We had french onion soup with a cover of toasted sourdough baguette and a mountain of Gryere, last night. Yum!
Today is mushroom soup.
Yes, we are having a soup theme.![]()

I think that besides personal likes and dislikes, to which each individual is subject, in a house where parents like vegetables children are normally ( not always but normally) open to them, and inversely, where parents dislike them children will see them as a chore too. In my own circle I noted that children love vegetables until some realise school mates think its not so cool to like vegetables.
( I admit to having been vegetable hider when taking care of kids who already 'hate' vegetables......as well as cooking with them and having them include vegetables in meals...and providing snacks of fruit and vegetables in tasty ways.....sometimes the children.......and maybe the parents....are such poor eaters, and have poor taste buds and getting to a moment where a vegetable willingly passes lips is difficult.)
My kids love brussel sprouts and as far as I know used to love broccoli. My version of beef with broccoli stir fry was always a staple. Fairly recently one of my now adult kids said I don't really like broccoli and the others chimed in that they didn't either. I'm asking since when? They claim since always.
A friend stopprd by and I happened to have a couple of artichokes so I steamed them for us. He mentioned that his ex used to mix olive oil, butter and garlic for the dip. Technically I would prefer mine with aioli but I've never had it that way because I've never made an aioli when I had an artichoke. My family always serve them with mayonnaise to dip them in. Not tremendously sophisticated, but it's a nostalgic taste for me.
Since I have tried aioli a grand total of three times and I am batting .333, I decided to use his exes method. It was really really good and I think that I made it in advance and refrigerated at the olive oil would have set up and it would have been easier to dip. assaulted mine a bit because the olive oil diluted the salty taste of the butter.
Next time I'm going to try it with a little rosemary as well.
I think people make a big thing about the choke, its offputtingly to do something people buildup so much.
I used to make souffles for my friends all the time and didn't think they were fancy. Just something that was easy to put together and something a little different. I was still living with my parents then, so it was a long time before I even got interested in cooking.
Then someone told me they're so impressed by my souffle making because it's so difficult to make them. Like the hardest thing in the world difficult. After that I started to stress out about making them and they started to collapse too.
I still make a pretty mean chili chocolate souffle, but it's not as effortless anymore as it used to be. Baking it makes me stressed. Damn that friend!

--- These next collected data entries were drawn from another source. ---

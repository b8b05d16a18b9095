/// Checks that two slices have the same length and agree elementwise within `tolerance`.
/// Panics with the first offending index otherwise.
pub fn check_slice_near(actual: &[f32], expected: &[f32], tolerance: f32) {
    assert_eq!(actual.len(), expected.len(), "Data length mismatch");

    for (i, (a, e)) in actual.iter().zip(expected.iter()).enumerate() {
        let diff = (*a - *e).abs();
        if diff > tolerance {
            panic!(
                "Data mismatch at index {}: actual={:?}, expected={:?}, diff={:?}, tolerance={:?}",
                i, a, e, diff, tolerance
            );
        }
    }
}
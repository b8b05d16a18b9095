// neurograph-core/src/ops/loss.rs

//! Scalar cost operators.
//!
//! Predecessor 0 is the prediction and predecessor 1 the truth. Only `Mse` sends
//! a gradient to the truth operand; the cross-entropy costs treat it as data.

use super::{Adjoint, Operand};
use crate::error::NeuroGraphError;

const TINY: f32 = 1e-9;

pub(crate) fn cost_shape(name: &str, pred: &[usize], truth: &[usize]) -> Result<Vec<usize>, NeuroGraphError> {
    let (n0, n1): (usize, usize) = (pred.iter().product(), truth.iter().product());
    if n0 != n1 || n0 == 0 {
        return Err(NeuroGraphError::ShapeMismatch {
            expected: pred.to_vec(),
            actual: truth.to_vec(),
            operation: name.to_string(),
        });
    }
    Ok(Vec::new())
}

fn rows(shape: &[usize], n: usize) -> usize {
    let last = shape.last().copied().unwrap_or(1).max(1);
    (n / last).max(1)
}

/// `y1 * ln(y1 / max(y0, TINY))`, zero when the weight `y1` is zero.
fn kl_term(y1: f32, y0: f32) -> f32 {
    if y1 == 0.0 {
        0.0
    } else {
        y1 * (y1 / y0.max(TINY)).ln()
    }
}

fn kl_slope(y1: f32, y0: f32) -> f32 {
    if y1 == 0.0 {
        0.0
    } else {
        -y1 / y0.max(TINY)
    }
}

pub(crate) fn mse_forward(inputs: &[Operand<'_>], out: &mut [f32]) {
    let (y0, y1) = (inputs[0].data, inputs[1].data);
    let n = y0.len();
    let s: f32 = y0.iter().zip(y1).map(|(a, b)| (a - b) * (a - b)).sum();
    out[0] = s / n as f32;
}

pub(crate) fn mse_backward(adj: &Adjoint<'_>, grads: &mut [Option<Vec<f32>>]) {
    let (y0, y1) = (adj.inputs[0].data, adj.inputs[1].data);
    let scale = 2.0 * adj.grad[0] / y0.len() as f32;
    if let Some(g0) = grads[0].as_mut() {
        for ((d, &a), &b) in g0.iter_mut().zip(y0).zip(y1) {
            *d += scale * (a - b);
        }
    }
    if let Some(g1) = grads[1].as_mut() {
        for ((d, &a), &b) in g1.iter_mut().zip(y0).zip(y1) {
            *d -= scale * (a - b);
        }
    }
}

pub(crate) fn ce_bin_forward(inputs: &[Operand<'_>], out: &mut [f32]) {
    let (y0, y1) = (inputs[0].data, inputs[1].data);
    let s: f32 = y0
        .iter()
        .zip(y1)
        .map(|(&p, &t)| kl_term(t, p) + kl_term(1.0 - t, 1.0 - p))
        .sum();
    out[0] = s / y0.len() as f32;
}

pub(crate) fn ce_bin_backward(adj: &Adjoint<'_>, grads: &mut [Option<Vec<f32>>]) {
    let Some(g0) = grads[0].as_mut() else {
        return;
    };
    let (y0, y1) = (adj.inputs[0].data, adj.inputs[1].data);
    let scale = adj.grad[0] / y0.len() as f32;
    for ((d, &p), &t) in g0.iter_mut().zip(y0).zip(y1) {
        *d += scale * (kl_slope(t, p) - kl_slope(1.0 - t, 1.0 - p));
    }
}

/// Prediction and truth live in [-1, 1] and are mapped to [0, 1] first.
pub(crate) fn ce_bin_neg_forward(inputs: &[Operand<'_>], out: &mut [f32]) {
    let (y0, y1) = (inputs[0].data, inputs[1].data);
    let s: f32 = y0
        .iter()
        .zip(y1)
        .map(|(&p, &t)| {
            let (p, t) = (0.5 * (1.0 + p), 0.5 * (1.0 + t));
            kl_term(t, p) + kl_term(1.0 - t, 1.0 - p)
        })
        .sum();
    out[0] = s / y0.len() as f32;
}

pub(crate) fn ce_bin_neg_backward(adj: &Adjoint<'_>, grads: &mut [Option<Vec<f32>>]) {
    let Some(g0) = grads[0].as_mut() else {
        return;
    };
    let (y0, y1) = (adj.inputs[0].data, adj.inputs[1].data);
    let scale = 0.5 * adj.grad[0] / y0.len() as f32;
    for ((d, &p), &t) in g0.iter_mut().zip(y0).zip(y1) {
        let (p, t) = (0.5 * (1.0 + p), 0.5 * (1.0 + t));
        *d += scale * (kl_slope(t, p) - kl_slope(1.0 - t, 1.0 - p));
    }
}

/// Averaged over rows of the last dimension, not over elements.
pub(crate) fn ce_multi_forward(inputs: &[Operand<'_>], out: &mut [f32]) {
    let (y0, y1) = (inputs[0].data, inputs[1].data);
    let s: f32 = y0.iter().zip(y1).map(|(&p, &t)| kl_term(t, p)).sum();
    out[0] = s / rows(inputs[0].shape, y0.len()) as f32;
}

pub(crate) fn ce_multi_backward(adj: &Adjoint<'_>, grads: &mut [Option<Vec<f32>>]) {
    let Some(g0) = grads[0].as_mut() else {
        return;
    };
    let (y0, y1) = (adj.inputs[0].data, adj.inputs[1].data);
    let scale = adj.grad[0] / rows(adj.inputs[0].shape, y0.len()) as f32;
    for ((d, &p), &t) in g0.iter_mut().zip(y0).zip(y1) {
        *d += scale * kl_slope(t, p);
    }
}
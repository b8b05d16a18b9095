use neurograph_core::{feed_buffer, Flags, Model, NeuroGraphError};

// Added allow(dead_code) because usage across different test crates isn't detected easily.
#[allow(dead_code)]
pub fn init_logger() {
    let _ = env_logger::builder().is_test(true).try_init();
}

/// Binds one freshly allocated buffer to the unique feed matching `flag` and label 0.
#[allow(dead_code)]
pub fn bind_one(model: &mut dyn Model, flag: Flags, data: Vec<f32>) -> Result<(), NeuroGraphError> {
    model.feed_bind(flag, 0, vec![feed_buffer(data)])?;
    Ok(())
}
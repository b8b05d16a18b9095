use super::grad_check::{check_grad, GradCheckError};
use crate::builder::GraphBuilder;
use crate::error::NeuroGraphError;
use crate::graph::{Graph, Model};
use crate::node::{feed_buffer, Flags};
use crate::utils::testing::check_slice_near;
use approx::assert_relative_eq;

fn bind(g: &mut Graph, flag: Flags, data: Vec<f32>) -> Result<(), NeuroGraphError> {
    g.feed_bind(flag, 0, vec![feed_buffer(data)])?;
    Ok(())
}

/// Two-layer classifier touching most operator kinds.
fn classifier() -> Result<Graph, NeuroGraphError> {
    let mut b = GraphBuilder::with_seed(17);
    let x = b.feed(&[2, 3])?;
    b.set_flags(x, Flags::INPUT)?;
    let w1 = b.var(&[4, 3], vec![0.1, -0.2, 0.3, 0.4, 0.5, -0.6, -0.7, 0.8, 0.9, 0.2, 0.1, -0.3])?;
    let b1 = b.var(&[4], vec![0.05, -0.05, 0.1, 0.0])?;
    let h = b.cmul(x, w1)?;
    let h = b.add(h, b1)?;
    let h = b.tanh(h)?;
    let left = b.slice(h, 1, 0, 2)?;
    let right = b.slice(h, 1, 2, 4)?;
    let gated = b.sigm(right)?;
    let mixed = b.mul(left, gated)?;
    let both = b.concat(&[mixed, left], 1)?;
    let flat = b.reshape(both, &[0, 4])?;
    let w2 = b.var(&[4, 3], vec![0.3, 0.1, -0.2, 0.4, -0.5, 0.6, 0.2, 0.2, -0.1, 0.7, -0.3, 0.05])?;
    let logits = b.matmul(flat, w2)?;
    let out = b.softmax(logits)?;
    b.set_flags(out, Flags::OUTPUT)?;
    let t = b.feed(&[2, 3])?;
    b.set_flags(t, Flags::TRUTH)?;
    let ce = b.ce_multi(out, t)?;
    let sq = b.square(w2)?;
    let reg = b.reduce_mean(sq, 0)?;
    let reg = b.reduce_mean(reg, 0)?;
    let cost = b.add(ce, reg)?;
    let mut g = Graph::new(b, cost, &[])?;
    bind(&mut g, Flags::INPUT, vec![0.5, -1.0, 2.0, 1.5, 0.3, -0.7])?;
    bind(&mut g, Flags::TRUTH, vec![0.0, 1.0, 0.0, 1.0, 0.0, 0.0])?;
    Ok(g)
}

#[test]
fn test_grad_check_classifier() -> Result<(), GradCheckError> {
    let mut g = classifier()?;
    let summary = check_grad(&mut g, 0, 1e-3, 1e-2)?;
    assert_eq!(summary.checked, g.size_var());
    assert!(summary.max_error < 1e-2);
    Ok(())
}

#[test]
fn test_grad_check_binary_and_elementwise() -> Result<(), GradCheckError> {
    let mut b = GraphBuilder::with_seed(3);
    let x = b.feed(&[3, 2])?;
    b.set_flags(x, Flags::INPUT)?;
    let w = b.var(&[2], vec![0.7, 1.3])?;
    let shift = b.var(&[2], vec![2.0, 1.5])?;
    let a = b.mul(x, w)?;
    let a = b.add(a, shift)?;
    // strictly positive on the bound input
    let r = b.relu(a)?;
    let l = b.log(r)?;
    let e = b.exp(l)?;
    let s = b.sub(e, w)?;
    let o = b.one_minus(s)?;
    let p = b.sigm(o)?;
    b.set_flags(p, Flags::OUTPUT)?;
    let t = b.feed(&[3, 2])?;
    b.set_flags(t, Flags::TRUTH)?;
    let cost = b.ce_bin(p, t)?;
    let mut g = Graph::new(b, cost, &[])?;
    bind(&mut g, Flags::INPUT, vec![0.1, 0.2, -0.3, 0.4, 0.5, -0.6])?;
    bind(&mut g, Flags::TRUTH, vec![1.0, 0.0, 0.0, 1.0, 1.0, 0.0])?;
    let summary = check_grad(&mut g, 0, 1e-3, 1e-2)?;
    assert_eq!(summary.checked, 4);
    Ok(())
}

#[test]
fn test_grad_check_leaves_parameters_unchanged() -> Result<(), GradCheckError> {
    let mut g = classifier()?;
    let before = g.params().to_vec();
    check_grad(&mut g, 0, 1e-3, 1e-2)?;
    assert_eq!(g.params(), before.as_slice());
    Ok(())
}

#[test]
fn test_grad_check_rejects_bad_epsilon() -> Result<(), NeuroGraphError> {
    let mut g = classifier()?;
    assert!(matches!(
        check_grad(&mut g, 0, 0.0, 1e-2),
        Err(GradCheckError::InvalidEpsilon(_))
    ));
    assert!(matches!(
        check_grad(&mut g, 3, 1e-3, 1e-2),
        Err(GradCheckError::Evaluation(NeuroGraphError::NodeNotFound { .. }))
    ));
    Ok(())
}

#[test]
fn test_gradients_accumulate_over_shared_uses() -> Result<(), NeuroGraphError> {
    let mut b = GraphBuilder::with_seed(0);
    let w = b.var(&[2], vec![1.0, -2.0])?;
    let twice = b.add(w, w)?;
    let sq = b.mul(twice, w)?;
    let cost = b.reduce_sum(sq, 0)?;
    let mut g = Graph::new(b, cost, &[])?;
    // cost = sum(2 w^2)
    assert_relative_eq!(g.cost(0, true)?, 10.0);
    check_slice_near(g.grads(), &[4.0, -8.0], 1e-6);
    // a second pass starts from zeroed gradients
    g.cost(0, true)?;
    check_slice_near(g.grads(), &[4.0, -8.0], 1e-6);
    Ok(())
}

#[test]
fn test_gradient_flow_flags() -> Result<(), NeuroGraphError> {
    let mut b = GraphBuilder::with_seed(0);
    let x = b.feed(&[1, 2])?;
    let c = b.constant(&[2], vec![1.0, 1.0])?;
    let w = b.var(&[2], vec![1.0, 1.0])?;
    let xc = b.mul(x, c)?;
    let y = b.mul(xc, w)?;
    let s = b.reduce_sum(y, 1)?;
    let cost = b.reduce_sum(s, 0)?;
    let g = Graph::new(b, cost, &[])?;
    for node in g.nodes() {
        let expected = matches!(node.op, crate::ops::Op::Var)
            || node.preds.iter().any(|&p| g.nodes()[p].requires_grad());
        assert_eq!(node.requires_grad(), expected);
    }
    let xc_node = g
        .nodes()
        .iter()
        .find(|n| n.preds.len() == 2 && n.preds.iter().all(|&p| !g.nodes()[p].requires_grad()));
    assert!(xc_node.map_or(false, |n| !n.requires_grad()));
    Ok(())
}

#[test]
fn test_class_error_counts_argmax_mismatches() -> Result<(), NeuroGraphError> {
    let mut b = GraphBuilder::with_seed(0);
    let x = b.feed(&[4, 2])?;
    b.set_flags(x, Flags::INPUT)?;
    let out = b.softmax(x)?;
    let t = b.feed(&[4, 2])?;
    b.set_flags(t, Flags::TRUTH)?;
    let cost = b.ce_multi(out, t)?;
    let mut g = Graph::new(b, cost, &[])?;
    bind(&mut g, Flags::INPUT, vec![2.0, 1.0, 0.0, 1.0, 5.0, 0.0, 1.0, 2.0])?;
    // last row is not a distribution and is skipped
    bind(&mut g, Flags::TRUTH, vec![1.0, 0.0, 1.0, 0.0, 0.0, 1.0, 0.0, 0.0])?;
    g.cost(0, false)?;
    assert_eq!(g.class_error()?, (2, 3));
    Ok(())
}

#[test]
fn test_dropout_modes() -> Result<(), NeuroGraphError> {
    let mut b = GraphBuilder::with_seed(0);
    let x = b.feed(&[1, 64])?;
    b.set_flags(x, Flags::INPUT)?;
    let d = b.dropout(x, 0.5)?;
    b.set_flags(d, Flags::OUTPUT)?;
    let s = b.reduce_sum(d, 1)?;
    let cost = b.reduce_sum(s, 0)?;
    let mut g = Graph::new(b, cost, &[])?;
    bind(&mut g, Flags::INPUT, vec![1.0; 64])?;
    let out = g.find(Flags::OUTPUT, 0)?;

    g.eval(Flags::OUTPUT, 0)?;
    let first = g.value(out)?.to_vec();
    g.eval(Flags::OUTPUT, 0)?;
    assert_eq!(g.value(out)?, first.as_slice());
    assert_eq!(first, vec![1.0; 64]);

    g.switch_mode(true);
    g.seed(42);
    g.eval(Flags::OUTPUT, 0)?;
    let masked = g.value(out)?.to_vec();
    assert!(masked.iter().all(|&v| v == 0.0 || v == 2.0));
    assert!(masked.iter().any(|&v| v == 0.0));
    g.seed(42);
    g.eval(Flags::OUTPUT, 0)?;
    assert_eq!(g.value(out)?, masked.as_slice());

    // gradient follows the mask
    g.seed(42);
    g.cost(0, true)?;
    Ok(())
}

#[test]
fn test_switch_selects_by_mode() -> Result<(), NeuroGraphError> {
    let mut b = GraphBuilder::with_seed(0);
    let w_eval = b.var(&[1], vec![3.0])?;
    let w_train = b.var(&[1], vec![5.0])?;
    let sel = b.switch(w_eval, w_train)?;
    let cost = b.reduce_sum(sel, 0)?;
    let mut g = Graph::new(b, cost, &[])?;
    assert_relative_eq!(g.cost(0, true)?, 3.0);
    let eval_grads = g.grads().to_vec();
    g.switch_mode(true);
    assert_relative_eq!(g.cost(0, true)?, 5.0);
    let train_grads = g.grads().to_vec();
    assert_relative_eq!(eval_grads.iter().sum::<f32>(), 1.0);
    assert_relative_eq!(train_grads.iter().sum::<f32>(), 1.0);
    assert_ne!(eval_grads, train_grads);
    Ok(())
}
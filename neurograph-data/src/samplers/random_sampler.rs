// neurograph-data/src/samplers/random_sampler.rs

use std::sync::Mutex;

use log::warn;
use rand::rngs::StdRng;
use rand::seq::SliceRandom;
use rand::{Rng, SeedableRng};

use super::traits::Sampler;

/// Randomly permutes (or draws with replacement) dataset indices.
#[derive(Debug)]
pub struct RandomSampler {
    replacement: bool,
    num_samples: Option<usize>,
    rng: Mutex<StdRng>,
}

impl RandomSampler {
    /// Creates a sampler seeded from system entropy.
    ///
    /// # Arguments
    ///
    /// * `replacement`: If `true`, an index can be selected multiple times.
    /// * `num_samples`: The total number of samples to draw. If `None`, it defaults to the dataset size.
    pub fn new(replacement: bool, num_samples: Option<usize>) -> Self {
        Self::with_rng(replacement, num_samples, StdRng::from_entropy())
    }

    /// Creates a sampler whose sequence of passes is fixed by `seed`.
    pub fn with_seed(replacement: bool, num_samples: Option<usize>, seed: u64) -> Self {
        Self::with_rng(replacement, num_samples, StdRng::seed_from_u64(seed))
    }

    fn with_rng(replacement: bool, num_samples: Option<usize>, rng: StdRng) -> Self {
        RandomSampler {
            replacement,
            num_samples,
            rng: Mutex::new(rng),
        }
    }
}

impl Sampler for RandomSampler {
    fn iter(&self, dataset_len: usize) -> Box<dyn Iterator<Item = usize> + Send + Sync> {
        if dataset_len == 0 {
            return Box::new(std::iter::empty());
        }
        let n = self.num_samples.unwrap_or(dataset_len);
        // a poisoned generator is still a valid generator
        let mut rng = self.rng.lock().unwrap_or_else(|e| e.into_inner());

        if self.replacement {
            let indices: Vec<usize> = (0..n).map(|_| rng.gen_range(0..dataset_len)).collect();
            return Box::new(indices.into_iter());
        }
        if n > dataset_len {
            warn!(
                "RandomSampler: num_samples ({}) > dataset_len ({}) without replacement; yielding nothing",
                n, dataset_len
            );
            return Box::new(std::iter::empty());
        }
        let mut indices: Vec<usize> = (0..dataset_len).collect();
        indices.shuffle(&mut *rng);
        indices.truncate(n);
        Box::new(indices.into_iter())
    }

    fn len(&self, dataset_len: usize) -> usize {
        self.num_samples.unwrap_or(dataset_len)
    }
}

#[cfg(test)]
#[path = "random_sampler_test.rs"]
mod tests;
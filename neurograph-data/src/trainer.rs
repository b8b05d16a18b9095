// neurograph-data/src/trainer.rs

//! Mini-batch training of single-input, single-output feedforward models.

use log::{debug, info, warn};
use rand::rngs::StdRng;
use rand::seq::SliceRandom;
use rand::SeedableRng;

use neurograph_core::optim::{Optimizer, RmsProp, RmsPropHyperParams, RMSPROP_EPS};
use neurograph_core::{feed_buffer, FeedBuffer, Flags, Model, NeuroGraphError};

use crate::dataloader::DataLoader;
use crate::datasets::{Dataset, VecDataset};
use crate::samplers::{Sampler, SequentialSampler, SubsetRandomSampler};

/// Hyperparameters of [`train_fnn1`].
#[derive(Debug, Clone, PartialEq)]
pub struct TrainConfig {
    pub learning_rate: f32,
    pub mini_batch: usize,
    pub max_epochs: usize,
    /// Epochs without validation improvement tolerated before stopping.
    /// Also the number of warm-up epochs during which the streak is not counted.
    pub max_drop_streak: usize,
    /// Share of the examples held out for validation, in `[0, 1)`.
    pub validation_fraction: f32,
    /// RMSProp decay.
    pub decay: f32,
    pub grad_clip: Option<f32>,
    /// Fixes the shuffling; `None` draws from entropy.
    pub seed: Option<u64>,
}

impl Default for TrainConfig {
    fn default() -> Self {
        TrainConfig {
            learning_rate: 0.001,
            mini_batch: 64,
            max_epochs: 25,
            max_drop_streak: 10,
            validation_fraction: 0.1,
            decay: 0.9,
            grad_clip: None,
            seed: None,
        }
    }
}

impl TrainConfig {
    pub fn validate(&self) -> Result<(), NeuroGraphError> {
        if !(self.learning_rate > 0.0) {
            return Err(NeuroGraphError::ConfigurationError(format!(
                "learning rate must be positive, got {}",
                self.learning_rate
            )));
        }
        if self.mini_batch == 0 {
            return Err(NeuroGraphError::ConfigurationError(
                "mini-batch size must be at least 1".to_string(),
            ));
        }
        if !(0.0..1.0).contains(&self.validation_fraction) {
            return Err(NeuroGraphError::ConfigurationError(format!(
                "validation fraction must lie in [0, 1), got {}",
                self.validation_fraction
            )));
        }
        if let Some(clip) = self.grad_clip {
            if !(clip > 0.0) {
                return Err(NeuroGraphError::ConfigurationError(format!(
                    "gradient clipping threshold must be positive, got {}",
                    clip
                )));
            }
        }
        Ok(())
    }

    fn hyper_params(&self) -> RmsPropHyperParams {
        RmsPropHyperParams {
            lr: self.learning_rate,
            decay: self.decay,
            eps: RMSPROP_EPS,
            clip: self.grad_clip,
        }
    }
}

/// Running sums over one pass.
#[derive(Debug, Default)]
struct PassStats {
    cost: f64,
    examples: usize,
    errors: usize,
    base: usize,
}

impl PassStats {
    fn mean_cost(&self) -> f32 {
        if self.examples == 0 {
            0.0
        } else {
            (self.cost / self.examples as f64) as f32
        }
    }

    fn class_error(&self) -> Option<f32> {
        (self.base > 0).then(|| self.errors as f32 / self.base as f32)
    }
}

/// Trains `model` on row-major `inputs` and `targets` and returns the number of
/// epochs run.
///
/// The model must expose one INPUT feed and one TRUTH feed (label 0) and a cost
/// node with label 0. Examples are shuffled once and a `validation_fraction`
/// share is held out. Every epoch runs RMSProp over shuffled mini-batches in
/// train mode, then measures the validation cost in eval mode. Training stops
/// after `max_epochs`, or earlier once the validation cost has failed to improve
/// `max_drop_streak` times past the warm-up. When a validation set exists, the
/// parameters and constants of the best validation epoch are restored.
///
/// The feeds are left bound to the trainer's internal buffers.
pub fn train_fnn1(
    model: &mut dyn Model,
    config: &TrainConfig,
    inputs: &[f32],
    targets: &[f32],
) -> Result<usize, NeuroGraphError> {
    config.validate()?;
    let n_in = model.dim_in()?;
    let n_out = model.dim_out()?;
    let data = VecDataset::new(inputs.to_vec(), n_in, targets.to_vec(), n_out)?;

    let mut rng = match config.seed {
        Some(seed) => StdRng::seed_from_u64(seed),
        None => StdRng::from_entropy(),
    };
    let mut order: Vec<usize> = (0..data.len()).collect();
    order.shuffle(&mut rng);
    let n_val = (data.len() as f64 * config.validation_fraction as f64) as usize;
    let (val_idx, train_idx) = order.split_at(n_val);
    if train_idx.is_empty() {
        return Err(NeuroGraphError::ValidationError(format!(
            "no training examples left out of {} after holding out {} for validation",
            data.len(),
            n_val
        )));
    }
    debug!(
        "train_fnn1: {} training and {} validation examples, {} -> {}",
        train_idx.len(),
        val_idx.len(),
        n_in,
        n_out
    );

    let mini = config.mini_batch.min(train_idx.len());
    let x_buf = feed_buffer(vec![0.0; mini * n_in]);
    let y_buf = feed_buffer(vec![0.0; mini * n_out]);
    model.feed_bind(Flags::INPUT, 0, vec![x_buf.clone()])?;
    model.feed_bind(Flags::TRUTH, 0, vec![y_buf.clone()])?;

    let train_sampler = match config.seed {
        Some(seed) => SubsetRandomSampler::with_seed(train_idx.to_vec(), seed),
        None => SubsetRandomSampler::new(train_idx.to_vec()),
    };
    let mut train_loader = DataLoader::new(&data, mini, train_sampler, false);
    let mut val_loader = DataLoader::new(&data, mini, SequentialSampler::over(val_idx.to_vec()), false);
    let mut optimizer = RmsProp::new(config.hyper_params())?;

    let mut best: Option<(Vec<f32>, Vec<f32>)> = None;
    let mut min_val_cost = f32::INFINITY;
    let mut drop_streak = 0;
    let mut epochs = 0;
    for epoch in 0..config.max_epochs {
        epochs = epoch + 1;

        model.switch_mode(true);
        train_loader.reset();
        let train = run_pass(model, &mut train_loader, &x_buf, &y_buf, Some(&mut optimizer))?;

        if val_idx.is_empty() {
            info!("epoch {}: training cost {:.6}", epochs, train.mean_cost());
            continue;
        }
        model.switch_mode(false);
        val_loader.reset();
        let val = run_pass(model, &mut val_loader, &x_buf, &y_buf, None)?;
        let val_cost = val.mean_cost();
        match val.class_error() {
            Some(err) => info!(
                "epoch {}: training cost {:.6}, validation cost {:.6}, class error {:.2}%",
                epochs,
                train.mean_cost(),
                val_cost,
                100.0 * err
            ),
            None => info!(
                "epoch {}: training cost {:.6}, validation cost {:.6}",
                epochs,
                train.mean_cost(),
                val_cost
            ),
        }

        if val_cost < min_val_cost {
            min_val_cost = val_cost;
            drop_streak = 0;
            best = Some((model.params().to_vec(), model.consts().to_vec()));
        } else if epoch >= config.max_drop_streak {
            drop_streak += 1;
            if drop_streak >= config.max_drop_streak {
                info!("stopping after {} epochs without improvement", drop_streak);
                break;
            }
        }
    }

    if let Some((params, consts)) = best {
        model.params_mut().copy_from_slice(&params);
        model.consts_mut().copy_from_slice(&consts);
        debug!("restored the parameters of validation cost {:.6}", min_val_cost);
    }
    model.switch_mode(false);
    Ok(epochs)
}

/// Feeds every batch of `loader` through the cost node; steps `optimizer` when given.
fn run_pass<S: Sampler>(
    model: &mut dyn Model,
    loader: &mut DataLoader<&VecDataset, S>,
    x_buf: &FeedBuffer,
    y_buf: &FeedBuffer,
    mut optimizer: Option<&mut RmsProp>,
) -> Result<PassStats, NeuroGraphError> {
    let mut stats = PassStats::default();
    loop {
        let filled = {
            let mut x = x_buf.write().map_err(|e| lock_error("input", e))?;
            let mut y = y_buf.write().map_err(|e| lock_error("truth", e))?;
            let filled = loader.next_into(&mut x, &mut y)?;
            filled
        };
        let Some(n) = filled else {
            break;
        };
        if model.batch_size() != n {
            model.set_batch_size(n)?;
        }
        let cost = model.cost(0, optimizer.is_some())?;
        if !cost.is_finite() {
            warn!("mini-batch cost is not finite: {}", cost);
        }
        match optimizer.as_deref_mut() {
            Some(opt) => opt.step(model)?,
            None => {
                let (errors, base) = model.class_error()?;
                stats.errors += errors;
                stats.base += base;
            }
        }
        stats.cost += cost as f64 * n as f64;
        stats.examples += n;
    }
    Ok(stats)
}

fn lock_error<E: std::fmt::Display>(feed: &str, e: E) -> NeuroGraphError {
    NeuroGraphError::LockError {
        lock_type: format!("{} feed buffer (write)", feed),
        reason: e.to_string(),
    }
}

#[cfg(test)]
#[path = "trainer_test.rs"]
mod tests;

Jerusalem artichokes. Now I want some!
I made a mushroom quiche with saffron milk caps, yellowfoots and orange birch boletes. Oh, so good.![]()

And I actually know what you are talking about now!
I went on a mushroom forage and found 10 different species, THREE of which I could positively identify. I was pretty happy with that!
Naturally, one was poisonous, one was inedible, and the oyster mushrooms were not enough to harvest and use. The other seven I wasn't quite sure, or had no idea at all. I'm pretty happy with that result for a first foray, though!